Since Greg had commitments on Sunday morning we weren’t able to start climbing until about 2 p.m. Originally we planned to climb the Green Spur but when another party was on that route and the Yellow Spur was wide open, the time had arrived. To move as efficiently and quickly as possible we decided I would follow Charlie while Greg would lead up Tara and Ray behind us. The first pitch has a 5.9 roof to pull which everyone did fine except for me. I was a bit pumped from rock and ice climbing the previous day so pulling the roof was a bit desperate but I got it eventually.


The Yellow Spur
Photo courtesy of mountainproject.com
Pitch 2 and 3 are fairly straight forward 5.8 pitches we were making good time up the massive Redgarden Wall. Just as it would be mine turn to follow Charlie, Greg would arrive at the belay and bring Tara and Ray up behind him. There wasn’t a cloud in the sky so weather wasn’t a concern at all.


Pitch 4 had a nice hand traverse to the right below a huge roof that led to a very exposed belay stance. The nature of the climb definitely changes right here, the exposure ratchets up intensely and staring up at the crux is a bit unnerving as it is dead vertical pointing to the heavens. Looking hundreds of feet straight down between your legs doesn’t help much either.

  
Charlie led off and got through most of the crux before having to pull on a draw. He has climbed it clean before and it was his first day climbing outside this year so he wasn’t too concerned, wish I could lead the Yellow Spur right out the gates!! I was actually relieved a bit because if Charlie had to pull on a draw, then I felt exempt from having to clean the pitch myself.

I was hoping to just be able to get through the crux any way I could, cleanly or aided made no difference to me; I just needed to get through it. Given the late hour in the afternoon I also wanted to get through the crux as quickly as possible to not hold Greg, Tara and Ray up waiting for me. It wasn’t pretty at all but I made it, having to aid the pitch which was actually kind of fun because I have never done it before. It was one more really short pitch to the top and Charlie and I topped out probably around 6 p.m. or so.


  
We sat on top for awhile waiting for Greg, Tara, and Ray but the wind was whipping so we downclimbed to the notch where the rappels begin. After awhile Greg topped out of the crux pitch and told us to go ahead and descend without waiting for them. Greg had climbed the Yellow Spur before, knew the rappel descent well, and they all had headlamps so we knew they would be fine.
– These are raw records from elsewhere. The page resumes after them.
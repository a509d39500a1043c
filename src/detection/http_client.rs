// Copyright (c) 2025 Fabstir
// SPDX-License-Identifier: BUSL-1.1
//! Hosted detection API client
//!
//! Submits base64-encoded images to a Roboflow-style hosted inference API:
//! `POST {api_url}/{model_id}?api_key=...` with the encoded image as the
//! form-urlencoded body, answered by `{"predictions": [...]}`.

use anyhow::Result;
use async_trait::async_trait;
use base64::{engine::general_purpose::STANDARD, Engine as _};
use reqwest::{header, Client};
use std::path::Path;
use std::time::Duration;
use tracing::{debug, info};

use super::client::DetectionClient;
use super::types::{Detection, DetectionError, InferenceResponse};
use crate::config::DetectionConfig;

/// Client for a hosted object detection API
pub struct HttpDetectionClient {
    client: Client,
    endpoint: String,
    api_key: Option<String>,
    timeout_ms: u64,
}

impl HttpDetectionClient {
    /// Create a new detection client
    pub fn new(config: &DetectionConfig) -> Result<Self> {
        let client = Client::builder()
            .timeout(Duration::from_millis(config.request_timeout_ms))
            .build()?;

        let endpoint = config.api_url.trim_end_matches('/').to_string();
        info!(
            "Detection client configured: endpoint={}, timeout={}ms",
            endpoint, config.request_timeout_ms
        );

        Ok(Self {
            client,
            endpoint,
            api_key: config.api_key.clone(),
            timeout_ms: config.request_timeout_ms,
        })
    }

    /// Get the configured endpoint
    pub fn endpoint(&self) -> &str {
        &self.endpoint
    }

    fn model_url(&self, model_id: &str) -> String {
        format!("{}/{}", self.endpoint, model_id.trim_matches('/'))
    }

    fn map_send_error(&self, e: reqwest::Error) -> DetectionError {
        if e.is_timeout() {
            DetectionError::Timeout {
                timeout_ms: self.timeout_ms,
            }
        } else {
            DetectionError::Transport(e.to_string())
        }
    }
}

#[async_trait]
impl DetectionClient for HttpDetectionClient {
    async fn infer(
        &self,
        image_path: &Path,
        model_id: &str,
    ) -> Result<Vec<Detection>, DetectionError> {
        let start = std::time::Instant::now();
        let bytes = tokio::fs::read(image_path)
            .await
            .map_err(|source| DetectionError::ReadImage {
                path: image_path.display().to_string(),
                source,
            })?;
        let encoded = STANDARD.encode(&bytes);

        let mut request = self
            .client
            .post(self.model_url(model_id))
            .header(header::CONTENT_TYPE, "application/x-www-form-urlencoded")
            .body(encoded);
        if let Some(ref key) = self.api_key {
            request = request.query(&[("api_key", key.as_str())]);
        }

        let response = request.send().await.map_err(|e| self.map_send_error(e))?;

        let status = response.status();
        if !status.is_success() {
            let message = response.text().await.unwrap_or_default();
            return Err(DetectionError::Api {
                status: status.as_u16(),
                message,
            });
        }

        let payload: InferenceResponse = response.json().await.map_err(|e| {
            if e.is_timeout() {
                DetectionError::Timeout {
                    timeout_ms: self.timeout_ms,
                }
            } else {
                DetectionError::InvalidResponse(format!("JSON parse error: {}", e))
            }
        })?;
        let detections = payload.into_detections();

        debug!(
            "Detection {} on {}: {} predictions in {}ms",
            model_id,
            image_path.display(),
            detections.len(),
            start.elapsed().as_millis()
        );

        Ok(detections)
    }

    fn name(&self) -> &'static str {
        "hosted-detection"
    }

    async fn health_check(&self) -> bool {
        match self.client.get(&self.endpoint).send().await {
            Ok(_) => true,
            Err(e) => {
                debug!("Detection backend health check failed: {}", e);
                false
            }
        }
    }
}
// Copyright (c) 2025 Fabstir
// SPDX-License-Identifier: BUSL-1.1
//! External object detection backend
//!
//! Components:
//! - `client` - `DetectionClient` trait used by the pipeline
//! - `http_client` - hosted detection API implementation
//! - `mock` - table-driven backend for tests
//! - `types` - detections and errors

pub mod client;
pub mod http_client;
pub mod mock;
pub mod types;

pub use client::DetectionClient;
pub use http_client::HttpDetectionClient;
pub use mock::{MockDetectionClient, MockOutcome};
pub use types::{Detection, DetectionError, InferenceResponse};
The first 2 rappels are pretty straight forward and no problem with a 60 meter rope. A party rappelling ahead of us had a 70 meter rope and told us we could rappel off their rope for the final rappel since we would be able to just barely reach the ground with a 70 meter. While I was rappelling I stopped about 30 feet from the ground, it looked like there was no way I would be able to reach the ground before the end of the rope. The group assured me I would make it so I continued down very cautiously and sure enough, just as my toes touch the ground the rope popped through my belay device.
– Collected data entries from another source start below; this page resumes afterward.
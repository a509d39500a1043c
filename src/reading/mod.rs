// Copyright (c) 2025 Fabstir
// SPDX-License-Identifier: BUSL-1.1
//! Reading reconstruction from glyph detections
//!
//! Components:
//! - `labels` - class id to glyph table
//! - `grouper` - x-axis gap clustering of glyphs
//! - `assembler` - top-left/main reading and the per-image reading set

pub mod assembler;
pub mod grouper;
pub mod labels;

pub use assembler::{assemble_reading, reading_key, Reading, ReadingSet};
pub use grouper::{group_glyphs, Glyph};
pub use labels::{resolve_label, GLYPH_LABELS, UNKNOWN_LABEL};
// Copyright (c) 2025 Fabstir
// SPDX-License-Identifier: BUSL-1.1
use axum::{extract::State, Json};
use serde::{Deserialize, Serialize};

use super::http_server::AppState;
use crate::version::VERSION_NUMBER;

#[derive(Debug, Clone, Serialize, Deserialize)]
pub struct HealthResponse {
    pub status: String,
    pub version: String,
    pub backend: String,
    #[serde(skip_serializing_if = "Option::is_none")]
    pub issues: Option<Vec<String>>,
}

/// GET /health - Service and detection backend status
pub async fn health_handler(State(state): State<AppState>) -> Json<HealthResponse> {
    let client = state.pipeline.client();
    let backend_ok = client.health_check().await;

    let issues = if backend_ok {
        None
    } else {
        Some(vec!["Detection backend unreachable".to_string()])
    };

    Json(HealthResponse {
        status: if backend_ok { "ok" } else { "degraded" }.to_string(),
        version: VERSION_NUMBER.to_string(),
        backend: client.name().to_string(),
        issues,
    })
}
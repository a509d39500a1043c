// Copyright (c) 2025 Fabstir
// SPDX-License-Identifier: BUSL-1.1
//! Node configuration loaded from the environment

pub mod reader;

pub use reader::{DetectionConfig, PipelineConfig, ReaderConfig};
// Copyright (c) 2025 Fabstir
// SPDX-License-Identifier: BUSL-1.1
//! Detection client trait definition

use async_trait::async_trait;
use std::path::Path;

use super::types::{Detection, DetectionError};

/// Trait for object detection backends
///
/// The pipeline talks to the backend only through this trait, so tests and
/// alternative backends can be swapped in without touching request handling.
#[async_trait]
pub trait DetectionClient: Send + Sync {
    /// Run a detection model on an image file
    ///
    /// # Arguments
    /// * `image_path` - Image to submit
    /// * `model_id` - Backend model identifier (e.g. `counter_detection/1`)
    ///
    /// # Returns
    /// The detections found, empty when the backend reported none
    async fn infer(
        &self,
        image_path: &Path,
        model_id: &str,
    ) -> Result<Vec<Detection>, DetectionError>;

    /// Get the backend name for logging
    fn name(&self) -> &'static str;

    /// Check whether the backend is reachable
    async fn health_check(&self) -> bool {
        true
    }
}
Greg and company had to do the last rappel in the dark but made it down without incident as well and we all reconvened at the Southern Sun. It was a fabulous day on a beautiful climb with sunshine, friendship, and the spirit-rejuvenating energy that only a limit-pushing day in the mountains can provide. I didn’t think I would be climbing the Yellow Spur for years. I’d like to go back sometime and get it cleanly, but right now I’m too ecstatic to care.

One Response to Climbing The Yellow Spur

  1. Charlie Nuttelman

    Most scared I’ve been in a long time rock climbing! On the first pitch I forgot to protect the long traverse and Rex unclipped the last pin and I could see him 40 feet over from me with no protection. He eased his hands onto a round knubben and I was visualizing (man, my hands are sweating all over the keyboard just thinking about it!) him popping off and taking a 50+ foot swinging fall below me (probably would have grounded out). Just a reminder to ALWAYS protect traverses and think about the follower!! Thanks for not falling, Rex!!